R.F. Kuang
R.F. Kuang was born in 1996 in Guangzhou, China, and moved to the United States as a young child, growing up in Dallas, Texas. She attended Georgetown University, where she studied Asian Security, then went on to earn a Master’s degree in China Studies from Oxford, an MPhil in Modern Chinese Studies, and is currently completing a PhD in East Asian Languages and Literatures at Yale. This rigorous academic formation is inseparable from her fiction, which consistently engages with empire, colonialism, cultural appropriation, and the violent histories that literary and mythological canons tend to obscure.
Kuang burst onto the literary scene at the age of twenty-three with The Poppy War (2018), the first volume of a dark fantasy trilogy set in a world inspired by twentieth-century Chinese history, particularly the Second Sino-Japanese War and the Nanjing Massacre. The trilogy — completed with The Dragon Republic (2019) and The Burning God (2020) — was acclaimed for its refusal to flinch from atrocity, its ferociously intelligent engagement with how history gets written and who gets to survive it, and for the raw power of its protagonist, Rin, a war shaman from the rural south navigating a society organized to exclude her.
Babel, or the Necessity of Violence: An Arcane History of the Oxford Translators’ Revolution (2022) demonstrated the full range of Kuang’s ambition. A dark academic fantasy set in an alternate 1830s Oxford, the novel centers on a cohort of non-white students at a translation institute whose silver-working magic literally powers the British Empire. The book is simultaneously a gripping coming-of-age story, a rigorous examination of how elite institutions co-opt and destroy those they claim to elevate, and a meditation on the inherent violence of colonialism and translation. It won the Nebula Award, the Locus Award, and the British Fantasy Award.
Yellowface (2023), available on WritersReview, marks a sharp stylistic turn: a literary satire set in the contemporary publishing industry. The novel follows June Hayward, a mediocre white author who steals the unpublished manuscript of her recently deceased Chinese-American friend Athena Liu and publishes it as her own.

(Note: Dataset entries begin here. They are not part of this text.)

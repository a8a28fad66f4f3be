use std::fmt::Display;

/// Sink for non-fatal errors worth reporting.
pub trait Crasher: Send + Sync {
  fn record_error(&self, error: &dyn Display, reason: &str);
}

/// Default sink: structured error log line.
#[derive(Debug, Default, Clone, Copy)]
pub struct TracingCrasher;

impl Crasher for TracingCrasher {
  fn record_error(&self, error: &dyn Display, reason: &str) {
    tracing::error!(error = %error, reason, "recorded error");
  }
}

/// Runs a fallible bookkeeping step, reporting failures as `reason` instead of propagating them.
pub(crate) fn recover<T>(crasher: &dyn Crasher, reason: &str, op: impl FnOnce() -> anyhow::Result<T>) -> Option<T> {
  match op() {
    Ok(v) => Some(v),
    Err(e) => {
      crasher.record_error(&format!("{e:#}"), reason);
      None
    }
  }
}
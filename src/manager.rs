use crate::{
  config::DownloaderConfig,
  crash::{Crasher, TracingCrasher},
  engine::{delegate::DownloadSessionDelegate, DownloadBatchDataController, DownloadBatchResponse},
  events::{DownloadEvent, EventHub},
  model::DownloadBatchRequest,
  persistence::{DownloadsPersistence, SqliteDownloadsPersistence},
  transport::{
    http::{build_client, HttpSession},
    NetworkSession,
  },
};
use std::{future::Future, sync::Arc};
use tokio::sync::broadcast;
use tokio_stream::wrappers::BroadcastStream;

const LOAD_ATTEMPTS: usize = 3;

/// Builds the transfer session around the delegate that will receive its callbacks.
pub type SessionFactory = Box<dyn FnOnce(Arc<DownloadSessionDelegate>) -> Arc<dyn NetworkSession> + Send>;

/// Public entry point: submit batches, observe and cancel them.
#[derive(Clone)]
pub struct DownloadManager {
  controller: Arc<DownloadBatchDataController>,
  delegate: Arc<DownloadSessionDelegate>,
  // The controller only holds a weak reference.
  _session: Arc<dyn NetworkSession>,
  events: EventHub,
}

impl DownloadManager {
  /// Wires the engine, restores persisted batches and reattaches tasks the session still runs.
  pub async fn start(
    config: &DownloaderConfig,
    session_factory: SessionFactory,
    persistence: Arc<dyn DownloadsPersistence>,
    crasher: Arc<dyn Crasher>,
  ) -> Self {
    let events = EventHub::new();
    let controller = DownloadBatchDataController::new(
      config.max_simultaneous_downloads,
      persistence,
      crasher.clone(),
      events.clone(),
    );
    let delegate = Arc::new(DownloadSessionDelegate::new(
      controller.clone(),
      config.paths().downloads_dir,
      crasher.clone(),
    ));
    let session = session_factory(delegate.clone());

    if let Err(e) = attempt(LOAD_ATTEMPTS, || controller.load_batches_from_persistence()).await {
      crasher.record_error(&format!("{e:#}"), "Failed to load batches from persistence");
    }

    controller.update_session(&session).await;
    let running = session.tasks();
    controller.set_running_tasks(running.download).await;

    Self {
      controller,
      delegate,
      _session: session,
      events,
    }
  }

  /// Default wiring: SQLite under the data dir, HTTP transfers, tracing crash sink.
  pub async fn open(config: &DownloaderConfig) -> anyhow::Result<Self> {
    let paths = config.paths();
    paths.create_dirs()?;
    let persistence = Arc::new(SqliteDownloadsPersistence::open(paths.db_path.clone())?);
    let client = build_client(config)?;
    let read_timeout = config.request_timeout();
    let incoming_dir = paths.incoming_dir.clone();
    let factory: SessionFactory = Box::new(move |delegate: Arc<DownloadSessionDelegate>| {
      let session: Arc<dyn NetworkSession> = Arc::new(HttpSession::new(client, delegate, incoming_dir, read_timeout));
      session
    });
    tracing::info!(data_dir = %paths.data_dir.display(), "starting batch downloader");
    Ok(Self::start(config, factory, persistence, Arc::new(TracingCrasher)).await)
  }

  pub async fn download(&self, batch: DownloadBatchRequest) -> anyhow::Result<Arc<DownloadBatchResponse>> {
    self.controller.download(batch).await
  }

  pub async fn get_on_going_downloads(&self) -> Vec<Arc<DownloadBatchResponse>> {
    self.controller.get_on_going_downloads().await
  }

  pub async fn running_tasks(&self) -> usize {
    self.controller.running_tasks().await
  }

  pub fn set_background_session_completion(&self, completion: impl FnOnce() + Send + 'static) {
    self.delegate.set_background_session_completion(completion);
  }

  /// Cancels the given batches and returns once the engine has dropped them.
  pub async fn cancel(&self, downloads: &[Arc<DownloadBatchResponse>]) {
    futures_util::future::join_all(downloads.iter().map(|batch| async move {
      batch.cancel().await;
      let _ = batch.completion().await;
    }))
    .await;
    let ids: Vec<i64> = downloads.iter().map(|b| b.batch_id()).collect();
    self.controller.wait_until_batches_removed(&ids).await;
  }

  pub async fn wait_until_batches_removed(&self, batch_ids: &[i64]) {
    self.controller.wait_until_batches_removed(batch_ids).await;
  }

  pub fn subscribe(&self) -> broadcast::Receiver<DownloadEvent> {
    self.events.subscribe()
  }

  pub fn events(&self) -> BroadcastStream<DownloadEvent> {
    self.events.stream()
  }
}

async fn attempt<T, F, Fut>(times: usize, mut op: F) -> anyhow::Result<T>
where
  F: FnMut() -> Fut,
  Fut: Future<Output = anyhow::Result<T>>,
{
  let mut tries = 1;
  loop {
    match op().await {
      Ok(v) => return Ok(v),
      Err(e) if tries >= times => return Err(e),
      Err(e) => {
        tracing::warn!(attempt = tries, error = %e, "retrying");
        tries += 1;
      }
    }
  }
}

Told entirely from June’s perspective, the novel is a masterclass in unreliable narration — June’s self-justifications are by turns comic, chilling, and devastatingly recognizable. Yellowface skewers the diversity industry, social media mobs, publishing gatekeeping, and the way white mediocrity protects itself. It was a major bestseller and prompted wide cultural conversation about race, authorship, and whose stories get told.
Kuang is one of the most commercially successful and critically admired young writers working in speculative and literary fiction. Her ability to move between epic fantasy, dark academia, and satirical realism while maintaining consistent thematic concerns — power, violence, empire, identity — marks her as a writer of unusual range and intellectual seriousness. She has spoken frequently about writing as a political act and about the responsibilities that come with telling stories about historical trauma.